Work required >> From the listing below, return every line with the string "QueryBuilder" in it.

Data in this exercise >>
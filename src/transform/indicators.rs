use crate::errors::{PipelineError, Result};
use ta::indicators::{
    ExponentialMovingAverage, MovingAverageConvergenceDivergence, RelativeStrengthIndex,
    SimpleMovingAverage,
};
use ta::Next;

pub const SMA_PERIOD: usize = 20;
pub const EMA_PERIOD: usize = 50;
pub const RSI_PERIOD: usize = 14;
pub const MACD_FAST: usize = 12;
pub const MACD_SLOW: usize = 26;
pub const MACD_SIGNAL: usize = 9;

/// 指标列，与收盘价序列等长；预热期内为 NaN
#[derive(Debug, Clone, Default)]
pub struct IndicatorSeries {
    pub sma_20: Vec<f64>,
    pub ema_50: Vec<f64>,
    pub rsi_14: Vec<f64>,
    pub macd: Vec<f64>,
    pub macd_signal: Vec<f64>,
    pub macd_histogram: Vec<f64>,
}

fn ta_error(name: &str, err: ta::errors::TaError) -> PipelineError {
    PipelineError::IndicatorError(format!("{name}: {err:?}"))
}

/// 逐点喂入指标，只喂有效收盘价；缺失行输出 NaN，
/// 前 `warmup` 个有效输入对应的输出也置为 NaN
fn run_indicator<I, O, F>(
    indicator: &mut I,
    closes: &[f64],
    warmup: usize,
    mut emit: F,
) where
    I: Next<f64, Output = O>,
    F: FnMut(usize, Option<O>),
{
    let mut seen = 0;
    for (i, &price) in closes.iter().enumerate() {
        if !price.is_finite() {
            emit(i, None);
            continue;
        }
        let value = indicator.next(price);
        seen += 1;
        emit(i, if seen > warmup { Some(value) } else { None });
    }
}

fn scalar_series<I>(indicator: &mut I, closes: &[f64], warmup: usize) -> Vec<f64>
where
    I: Next<f64, Output = f64>,
{
    let mut out = vec![f64::NAN; closes.len()];
    run_indicator(indicator, closes, warmup, |i, v| {
        if let Some(v) = v {
            out[i] = v;
        }
    });
    out
}

pub fn compute(closes: &[f64]) -> Result<IndicatorSeries> {
    let mut sma = SimpleMovingAverage::new(SMA_PERIOD).map_err(|e| ta_error("SMA", e))?;
    let mut ema = ExponentialMovingAverage::new(EMA_PERIOD).map_err(|e| ta_error("EMA", e))?;
    let mut rsi = RelativeStrengthIndex::new(RSI_PERIOD).map_err(|e| ta_error("RSI", e))?;
    let mut macd = MovingAverageConvergenceDivergence::new(MACD_FAST, MACD_SLOW, MACD_SIGNAL)
        .map_err(|e| ta_error("MACD", e))?;

    // RSI 需要一个差分，首个有效值在第 period 个输入
    let sma_20 = scalar_series(&mut sma, closes, SMA_PERIOD - 1);
    let ema_50 = scalar_series(&mut ema, closes, EMA_PERIOD - 1);
    let rsi_14 = scalar_series(&mut rsi, closes, RSI_PERIOD);

    let line_warmup = MACD_SLOW - 1;
    let signal_warmup = line_warmup + MACD_SIGNAL - 1;
    let mut series = IndicatorSeries {
        sma_20,
        ema_50,
        rsi_14,
        macd: vec![f64::NAN; closes.len()],
        macd_signal: vec![f64::NAN; closes.len()],
        macd_histogram: vec![f64::NAN; closes.len()],
    };

    // 主线和信号线预热长度不同，各自按有效输入计数
    let mut seen = 0;
    run_indicator(&mut macd, closes, 0, |i, out| {
        if let Some(out) = out {
            seen += 1;
            if seen > line_warmup {
                series.macd[i] = out.macd;
            }
            if seen > signal_warmup {
                series.macd_signal[i] = out.signal;
                series.macd_histogram[i] = out.histogram;
            }
        }
    });

    Ok(series)
}

#[cfg(test)]
mod tests {
    use super::*;

    fn ramp(n: usize) -> Vec<f64> {
        (0..n).map(|i| 100.0 + i as f64).collect()
    }

    #[test]
    fn short_history_is_all_warmup() {
        let series = compute(&ramp(10)).unwrap();
        assert_eq!(series.sma_20.len(), 10);
        assert!(series.sma_20.iter().all(|v| v.is_nan()));
        assert!(series.ema_50.iter().all(|v| v.is_nan()));
        assert!(series.rsi_14.iter().all(|v| v.is_nan()));
        assert!(series.macd.iter().all(|v| v.is_nan()));
    }

    #[test]
    fn warmup_boundaries() {
        let series = compute(&ramp(60)).unwrap();

        assert!(series.sma_20[18].is_nan());
        assert!(series.sma_20[19].is_finite());
        assert!(series.ema_50[48].is_nan());
        assert!(series.ema_50[49].is_finite());
        assert!(series.rsi_14[13].is_nan());
        assert!(series.rsi_14[14].is_finite());
        assert!(series.macd[24].is_nan());
        assert!(series.macd[25].is_finite());
        assert!(series.macd_signal[32].is_nan());
        assert!(series.macd_signal[33].is_finite());
        assert!(series.macd_histogram[33].is_finite());
    }

    #[test]
    fn sma_matches_window_mean() {
        let closes = ramp(25);
        let series = compute(&closes).unwrap();
        let expected: f64 = closes[5..25].iter().sum::<f64>() / 20.0;
        assert!((series.sma_20[24] - expected).abs() < 1e-9);
    }

    #[test]
    fn gap_in_closes_does_not_poison_later_values() {
        let mut closes = ramp(120);
        closes[30] = f64::NAN;
        let series = compute(&closes).unwrap();

        assert!(series.sma_20[30].is_nan());
        assert!(series.macd[30].is_nan());
        assert!(series.sma_20[31].is_finite());
        for values in [
            &series.sma_20,
            &series.ema_50,
            &series.rsi_14,
            &series.macd,
            &series.macd_signal,
            &series.macd_histogram,
        ] {
            assert!(values[119].is_finite());
        }

        let expected: f64 = closes[100..120].iter().sum::<f64>() / 20.0;
        assert!((series.sma_20[119] - expected).abs() < 1e-9);
    }

    #[test]
    fn gap_during_warmup_delays_first_value() {
        let mut closes = ramp(30);
        closes[5] = f64::NAN;
        let series = compute(&closes).unwrap();
        assert!(series.sma_20[19].is_nan());
        assert!(series.sma_20[20].is_finite());
    }

    #[test]
    fn rising_prices_have_high_rsi_and_positive_macd() {
        let series = compute(&ramp(60)).unwrap();
        assert!(series.rsi_14[59] > 70.0);
        assert!(series.macd[59] > 0.0);
        let hist = series.macd[59] - series.macd_signal[59];
        assert!((series.macd_histogram[59] - hist).abs() < 1e-9);
    }
}
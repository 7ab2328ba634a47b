use crate::config::is_valid_identifier;
use crate::errors::{PipelineError, Result};
use crate::models::price::MetricsRow;
use crate::transform::OUTPUT_COLUMNS;
use log::{debug, info};
use sqlx::postgres::{PgPool, PgPoolOptions};
use sqlx::{Postgres, QueryBuilder};

/// 单条INSERT最多的行数，13列 x 1000 行远低于 65535 个绑定参数
pub const INSERT_CHUNK_ROWS: usize = 1000;

/// 按 INSERT_CHUNK_ROWS 切分待写入的行
pub fn insert_batches<T>(rows: &[T]) -> Vec<&[T]> {
    rows.chunks(INSERT_CHUNK_ROWS).collect()
}

pub fn create_table_sql(table: &str) -> String {
    format!(
        "CREATE TABLE IF NOT EXISTS {table} (
    date DATE PRIMARY KEY,
    open NUMERIC,
    high NUMERIC,
    low NUMERIC,
    close NUMERIC,
    adj_close NUMERIC,
    volume BIGINT,
    sma_20 NUMERIC,
    ema_50 NUMERIC,
    rsi_14 NUMERIC,
    macd_12_26_9 NUMERIC,
    macdh_12_26_9 NUMERIC,
    macds_12_26_9 NUMERIC
)"
    )
}

pub fn truncate_table_sql(table: &str) -> String {
    format!("TRUNCATE TABLE {table}")
}

/// 多行INSERT语句，列顺序同 OUTPUT_COLUMNS
pub fn insert_query<'a>(table: &str, rows: &'a [MetricsRow]) -> QueryBuilder<'a, Postgres> {
    let mut builder = QueryBuilder::new(format!(
        "INSERT INTO {} ({}) ",
        table,
        OUTPUT_COLUMNS.join(", ")
    ));
    builder.push_values(rows, |mut b, row| {
        let ind = row.indicators;
        b.push_bind(row.date())
            .push_bind(row.price.open)
            .push_bind(row.price.high)
            .push_bind(row.price.low)
            .push_bind(row.price.close)
            .push_bind(row.price.adj_close)
            .push_bind(row.volume_as_i64())
            .push_bind(ind.map(|i| i.sma_20))
            .push_bind(ind.map(|i| i.ema_50))
            .push_bind(ind.map(|i| i.rsi_14))
            .push_bind(ind.map(|i| i.macd))
            .push_bind(ind.map(|i| i.macd_histogram))
            .push_bind(ind.map(|i| i.macd_signal));
    });
    builder
}

/// 指标表的PostgreSQL存储
pub struct MetricsStore {
    pool: PgPool,
    table: String,
}

impl MetricsStore {
    pub async fn connect(database_url: &str, table: &str) -> Result<Self> {
        let pool = PgPoolOptions::new()
            .max_connections(2)
            .connect(database_url)
            .await?;
        Self::from_pool(pool, table)
    }

    pub fn from_pool(pool: PgPool, table: &str) -> Result<Self> {
        if !is_valid_identifier(table) {
            return Err(PipelineError::ConfigError(format!(
                "invalid table name: {table:?}"
            )));
        }
        Ok(Self {
            pool,
            table: table.to_string(),
        })
    }

    pub fn table(&self) -> &str {
        &self.table
    }

    /// 建表（若不存在）并清空，保证每次运行都是全量覆盖
    pub async fn prepare_table(&self) -> Result<()> {
        info!("Preparing table {}", self.table);
        sqlx::query(&create_table_sql(&self.table))
            .execute(&self.pool)
            .await?;
        sqlx::query(&truncate_table_sql(&self.table))
            .execute(&self.pool)
            .await?;
        Ok(())
    }

    /// 追加写入所有行，单个事务内分批提交
    pub async fn load_rows(&self, rows: &[MetricsRow]) -> Result<u64> {
        if rows.is_empty() {
            info!("No rows to load into {}", self.table);
            return Ok(0);
        }

        let mut tx = self.pool.begin().await?;
        let mut inserted = 0;
        for chunk in insert_batches(rows) {
            let mut query = insert_query(&self.table, chunk);
            let result = query.build().execute(&mut *tx).await?;
            debug!("Inserted chunk of {} rows", result.rows_affected());
            inserted += result.rows_affected();
        }
        tx.commit().await?;

        info!("Loaded {} rows into {}", inserted, self.table);
        Ok(inserted)
    }

    pub async fn count_rows(&self) -> Result<i64> {
        let (count,): (i64,) = sqlx::query_as(&format!("SELECT count(*) FROM {}", self.table))
            .fetch_one(&self.pool)
            .await?;
        Ok(count)
    }
}
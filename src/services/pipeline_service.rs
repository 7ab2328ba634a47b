use crate::config::Config;
use crate::errors::{PipelineError, Result};
use crate::models::price::MetricsRow;
use crate::scrapers::base::MarketDataSource;
use crate::storage::MetricsStore;
use crate::transform;
use crate::util;
use log::info;
use serde_json::{Map, Value};
use std::sync::Arc;

pub const TIME_SERIES_KEY: &str = "Time Series (Digital Currency Daily)";

/// API在200响应里携带的提示字段
const DIAGNOSTIC_KEYS: [&str; 3] = ["Error Message", "Note", "Information"];

/// 从响应中取出按日期索引的时间序列，为空则报错
pub fn extract_time_series(response: &Value) -> Result<Map<String, Value>> {
    match response.get(TIME_SERIES_KEY).and_then(|v| v.as_object()) {
        Some(series) if !series.is_empty() => Ok(series.clone()),
        _ => {
            let diagnostic = DIAGNOSTIC_KEYS
                .iter()
                .find_map(|key| response.get(*key).and_then(|v| v.as_str()));
            Err(PipelineError::DataError(match diagnostic {
                Some(msg) => format!("No data found in the API response: {msg}"),
                None => "No data found in the API response.".to_string(),
            }))
        }
    }
}

/// 读取中间文件并计算指标，不涉及数据库
pub fn transform_staging(config: &Config) -> Result<Vec<MetricsRow>> {
    let raw = util::read_staging_file(&config.staging_file)?;
    transform::transform(&raw)
}

/// 转换并入库，这一步不需要访问行情API
pub async fn transform_and_load(config: &Config, store: &MetricsStore) -> Result<u64> {
    info!("Transforming and loading {} data...", config.symbol);
    let rows = transform_staging(config)?;

    info!("Loading data into PostgreSQL table {}...", store.table());
    let inserted = store.load_rows(&rows).await?;
    info!(
        "{} data transformed and loaded successfully into PostgreSQL.",
        config.symbol
    );
    Ok(inserted)
}

/// 数据管道服务：抓取 -> 中间文件 -> 转换 -> 入库
pub struct PipelineService {
    config: Config,
    source: Arc<dyn MarketDataSource + Send + Sync>,
}

impl PipelineService {
    pub fn new(config: Config, source: Arc<dyn MarketDataSource + Send + Sync>) -> Self {
        Self { config, source }
    }

    pub fn config(&self) -> &Config {
        &self.config
    }

    /// 抓取日线数据并写入中间文件，返回记录数
    pub async fn extract(&self) -> Result<usize> {
        info!(
            "Extracting {} data from {}...",
            self.config.symbol,
            self.source.provider_name()
        );
        let response = self
            .source
            .fetch_crypto_daily(&self.config.symbol, &self.config.market)
            .await?;
        let series = extract_time_series(&response)?;

        util::write_staging_file(&self.config.staging_file, &series)?;
        info!("{} data extracted and saved successfully.", self.config.symbol);
        Ok(series.len())
    }

    pub fn transform_staging(&self) -> Result<Vec<MetricsRow>> {
        transform_staging(&self.config)
    }

    pub async fn transform_and_load(&self, store: &MetricsStore) -> Result<u64> {
        transform_and_load(&self.config, store).await
    }

    /// 完整流程：建表清空 -> 抓取 -> 转换入库
    pub async fn run(&self, store: &MetricsStore) -> Result<u64> {
        store.prepare_table().await?;
        self.extract().await?;
        self.transform_and_load(store).await
    }
}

Response box >>
use sqlx::{Postgres, QueryBuilder};
pub fn insert_query<'a>(table: &str, rows: &'a [MetricsRow]) -> QueryBuilder<'a, Postgres> {
    let mut builder = QueryBuilder::new(format!(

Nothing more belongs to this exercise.